Several inscriptions related to donations by Yavanas (Indo-Greeks) have been found at the Junnar caves. These inscriptions are located in the Shivneri Caves:
- One inscription mentions the gift of two cisterns to the monks by a Yavana donor named Irila.
- Another inscription mentions the gift of a dining hall to the samgha by a Yavana donor named Chita.
At Manmodi Caves, another Yavana donor named Chanda dedicated a hall front to the Samgha.

Similar donations by Yavanas can be found at the Nasik Caves and the Great Chaitya of the Karla Caves.

===Agritourism===
Agritourism or agrotourism, as it is defined most broadly, involves any agriculturally based operation or activity that brings visitors to a farm or ranch. Few popular such venture, "Parashar Agri & Village Tourism centre", is situated in village Rajuri of Junnar Taluka, and other Rashmigreenland Agri Tourism Center, located at the foothills of Leynadri temple, Golegaon, Junnar.
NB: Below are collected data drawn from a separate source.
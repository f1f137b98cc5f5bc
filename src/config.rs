//! Configuration for the network event layer.
//!
//! Configuration is passed to [`NetEvents::new()`](crate::NetEvents::new)
//! and can be constructed programmatically or deserialized from YAML/JSON.
//!
//! # Quick Start
//!
//! ```rust
//! use netevents::config::{NetEventsConfig, RedisConfig};
//!
//! let config = NetEventsConfig {
//!     redis: RedisConfig {
//!         host: "redis.internal".into(),
//!         ..Default::default()
//!     },
//!     debug: true,
//!     ..Default::default()
//! };
//! ```
//!
//! # Configuration Structure
//!
//! ```text
//! NetEventsConfig
//! ├── redis: RedisConfig           # host, port, password, client name
//! ├── pool: PoolConfig             # connection pool bounds and timeouts
//! ├── subscriber: SubscriberConfig # reconnect backoff
//! ├── startup: StartupConfig       # readiness wait at start
//! └── debug: bool                  # debug-gated logging
//! ```
//!
//! # YAML Example
//!
//! ```yaml
//! redis:
//!   host: "localhost"
//!   port: 6379
//!   password: ""
//! pool:
//!   max_connections: 8
//!   acquire_timeout: "5s"
//! subscriber:
//!   reconnect_backoff: "2s"
//! debug: false
//! ```

use serde::{Deserialize, Serialize};
use std::time::Duration;

/// Fixed pub/sub channel every node publishes to and subscribes on.
pub const CHANNEL: &str = "NetEvents";

// ═══════════════════════════════════════════════════════════════════════════════
// Top-level config
// ═══════════════════════════════════════════════════════════════════════════════

/// The top-level config object passed to `NetEvents::new()`.
#[derive(Debug, Clone, Default, Serialize, Deserialize)]
pub struct NetEventsConfig {
    /// Broker connection parameters.
    #[serde(default)]
    pub redis: RedisConfig,

    /// Connection pool bounds.
    #[serde(default)]
    pub pool: PoolConfig,

    /// Listen loop settings.
    #[serde(default)]
    pub subscriber: SubscriberConfig,

    /// Startup behaviour.
    #[serde(default)]
    pub startup: StartupConfig,

    /// Enables debug-gated logging. Can be toggled at runtime.
    #[serde(default)]
    pub debug: bool,
}

impl NetEventsConfig {
    /// Create a config with short timeouts for tests.
    pub fn for_testing() -> Self {
        Self {
            redis: RedisConfig::default(),
            pool: PoolConfig {
                max_connections: 4,
                acquire_timeout: "500ms".to_string(),
                connect_timeout: "500ms".to_string(),
            },
            subscriber: SubscriberConfig {
                reconnect_backoff: "20ms".to_string(),
            },
            startup: StartupConfig {
                readiness_timeout: "2s".to_string(),
            },
            debug: true,
        }
    }
}

// ═══════════════════════════════════════════════════════════════════════════════
// RedisConfig: where the broker lives
// ═══════════════════════════════════════════════════════════════════════════════

/// Broker connection parameters.
#[derive(Debug, Clone, Serialize, Deserialize)]
pub struct RedisConfig {
    #[serde(default = "default_host")]
    pub host: String,

    #[serde(default = "default_port")]
    pub port: u16,

    /// Empty or absent means unauthenticated.
    #[serde(default)]
    pub password: Option<String>,

    /// Sent as `CLIENT SETNAME NetEvents-<client_name>` on every new connection.
    #[serde(default)]
    pub client_name: Option<String>,
}

fn default_host() -> String {
    "localhost".to_string()
}

fn default_port() -> u16 {
    6379
}

impl Default for RedisConfig {
    fn default() -> Self {
        Self {
            host: default_host(),
            port: default_port(),
            password: None,
            client_name: None,
        }
    }
}

impl RedisConfig {
    /// Password to authenticate with, treating empty as absent.
    pub fn effective_password(&self) -> Option<&str> {
        self.password.as_deref().filter(|p| !p.is_empty())
    }

    /// Connection name advertised to the broker, if any.
    pub fn connection_name(&self) -> Option<String> {
        self.client_name
            .as_deref()
            .filter(|n| !n.is_empty())
            .map(|n| format!("NetEvents-{}", n))
    }
}

// ═══════════════════════════════════════════════════════════════════════════════
// PoolConfig
// ═══════════════════════════════════════════════════════════════════════════════

/// Connection pool configuration.
#[derive(Debug, Clone, Serialize, Deserialize)]
pub struct PoolConfig {
    /// Maximum connections checked out at once.
    /// The subscriber permanently holds one of these.
    #[serde(default = "default_max_connections")]
    pub max_connections: usize,

    /// How long `acquire()` waits for a free slot.
    #[serde(default = "default_acquire_timeout")]
    pub acquire_timeout: String,

    /// Timeout for dialing a new connection.
    #[serde(default = "default_connect_timeout")]
    pub connect_timeout: String,
}

fn default_max_connections() -> usize {
    8
}

fn default_acquire_timeout() -> String {
    "5s".to_string()
}

fn default_connect_timeout() -> String {
    "5s".to_string()
}

impl Default for PoolConfig {
    fn default() -> Self {
        Self {
            max_connections: default_max_connections(),
            acquire_timeout: default_acquire_timeout(),
            connect_timeout: default_connect_timeout(),
        }
    }
}

impl PoolConfig {
    pub fn acquire_timeout_duration(&self) -> Duration {
        parse_duration_or(&self.acquire_timeout, Duration::from_secs(5))
    }

    pub fn connect_timeout_duration(&self) -> Duration {
        parse_duration_or(&self.connect_timeout, Duration::from_secs(5))
    }
}

// ═══════════════════════════════════════════════════════════════════════════════
// SubscriberConfig
// ═══════════════════════════════════════════════════════════════════════════════

/// Listen loop configuration.
#[derive(Debug, Clone, Serialize, Deserialize)]
pub struct SubscriberConfig {
    /// Fixed delay between reconnect attempts (e.g., "2s").
    #[serde(default = "default_reconnect_backoff")]
    pub reconnect_backoff: String,
}

fn default_reconnect_backoff() -> String {
    "2s".to_string()
}

impl Default for SubscriberConfig {
    fn default() -> Self {
        Self {
            reconnect_backoff: default_reconnect_backoff(),
        }
    }
}

impl SubscriberConfig {
    /// Parse the reconnect backoff to a Duration. Falls back to 2 seconds.
    pub fn reconnect_backoff_duration(&self) -> Duration {
        parse_duration_or(&self.reconnect_backoff, Duration::from_secs(2))
    }
}

// ═══════════════════════════════════════════════════════════════════════════════
// StartupConfig
// ═══════════════════════════════════════════════════════════════════════════════

/// Startup configuration.
#[derive(Debug, Clone, Serialize, Deserialize)]
pub struct StartupConfig {
    /// Default timeout used by [`NetEvents::wait_ready()`](crate::NetEvents::wait_ready).
    #[serde(default = "default_readiness_timeout")]
    pub readiness_timeout: String,
}

fn default_readiness_timeout() -> String {
    "10s".to_string()
}

impl Default for StartupConfig {
    fn default() -> Self {
        Self {
            readiness_timeout: default_readiness_timeout(),
        }
    }
}

impl StartupConfig {
    pub fn readiness_timeout_duration(&self) -> Duration {
        parse_duration_or(&self.readiness_timeout, Duration::from_secs(10))
    }
}

fn parse_duration_or(value: &str, fallback: Duration) -> Duration {
    humantime::parse_duration(value).unwrap_or(fallback)
}

// ═══════════════════════════════════════════════════════════════════════════════
// Tests
// ═══════════════════════════════════════════════════════════════════════════════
An emerging group of youth from junnar are trying new trends into the business of agrotourism. Arranging Treks, tours, leaving in countryside, tents under the sky are features you can try out here with them. Easy accessible from Pune, Mumbai and Nashik.

==Leopard==

There have been numerous cases of leopards attacking people and livestock in Junnar in recent years with many fatalities. According to field studies, carried out in Junnar, the man-leopard crisis has been brought about not only by development but by the recent translocations of the leopards. The problem is most acute in areas bordering Junnar Forest Division where sugarcane plantations provide a good hiding place for leopards. There is a leopard rescue centre located at Manikdoh for this cause also Manikdoh dam one of bigger dam is situated Near Junnar.